A proclamation like this from a U.S. president would have been unheard of when the great wave of Jewish immigrants arrived on our shores in the late 1800s. The Library of Congress, National Archives and Records Administration, National Endowment for the Humanities, National Gallery of Art, and National Park Service also joined in paying tribute to Jewish Americans. This recognition is yet another reminder of how far we have come. 
But our accomplishments have come with challenges and hard-fought battles. As Jews arrived, escaping persecution and seeking a better life, they were once again met with the very type of antisemitism they were fleeing.
In 1654, the first group of Jewish immigrants arrived in present-day New York. The governor attempted to have these Jews removed; not even allowing them to depart their boat until ordered to do so. They were also denied the right to worship in public. Having helped our country gain its independence and settle this country, Major General Ulysses S. Grant expelled Jews from Tennessee, Mississippi, and Kentucky.
Economic fears prevented Jews from working in some fields of employment. Xenophobia barred Jews from renting or owning certain properties and from belonging to country clubs and social clubs. Some resorts even barred Jews with well-known policies of “no Hebrews.” Ivy league schools, such as Harvard, feared that allowing Jews to enroll would increase antisemitism, a ruse for their discriminatory quota polices.

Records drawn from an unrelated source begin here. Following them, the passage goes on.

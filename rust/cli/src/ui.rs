//! UI helper functions for terminal output formatting.

use std::io::Write;

pub fn write_error(err: &mut dyn Write, msg: &str) -> std::io::Result<()> {
    writeln!(err, "Error: {}", msg)
}

/// Display a warning message to stderr with "WARNING:" prefix
pub fn display_warning(err: &mut dyn Write, message: &str) -> std::io::Result<()> {
    writeln!(err, "WARNING: {}", message)
}

/// Writes `prompt` without a newline and flushes so it shows before input is read.
pub fn prompt(out: &mut dyn Write, prompt: &str) -> std::io::Result<()> {
    write!(out, "{}", prompt)?;
    out.flush()
}
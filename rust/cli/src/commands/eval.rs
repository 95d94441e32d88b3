//! Eval command handler: best five-card hand among 5 to 7 given cards.

use crate::error::CliError;
use crate::formatters::format_hand;
use showdown_engine::cards::parse_cards;
use showdown_engine::hand::evaluate;
use std::io::Write;

/// Handle the eval command.
///
/// `cards` are card codes as typed on the command line; each argument may
/// itself hold several codes separated by spaces or commas.
pub fn handle_eval_command(cards: &[String], out: &mut dyn Write) -> Result<(), CliError> {
    let parsed = parse_cards(&cards.join(" "))?;
    let mut seen = std::collections::HashSet::new();
    if let Some(dup) = parsed.iter().find(|c| !seen.insert(**c)) {
        return Err(CliError::InvalidInput(format!(
            "card {} given more than once",
            dup.code()
        )));
    }
    let hand = evaluate(&parsed)?;
    writeln!(out, "{}", format_hand(&hand))?;
    Ok(())
}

Nevertheless, we have persisted and pushed forward. As we have made progress breaking our own glass ceilings, we have helped to change this country from the sciences, to arts, business, and public service. The accomplishments of Jewish Americans are too numerous to list and too important to honor in just one month.
It is not enough to celebrate our past. We must work to secure our future by doing all that we can to eliminate antisemitism and all forms of hate.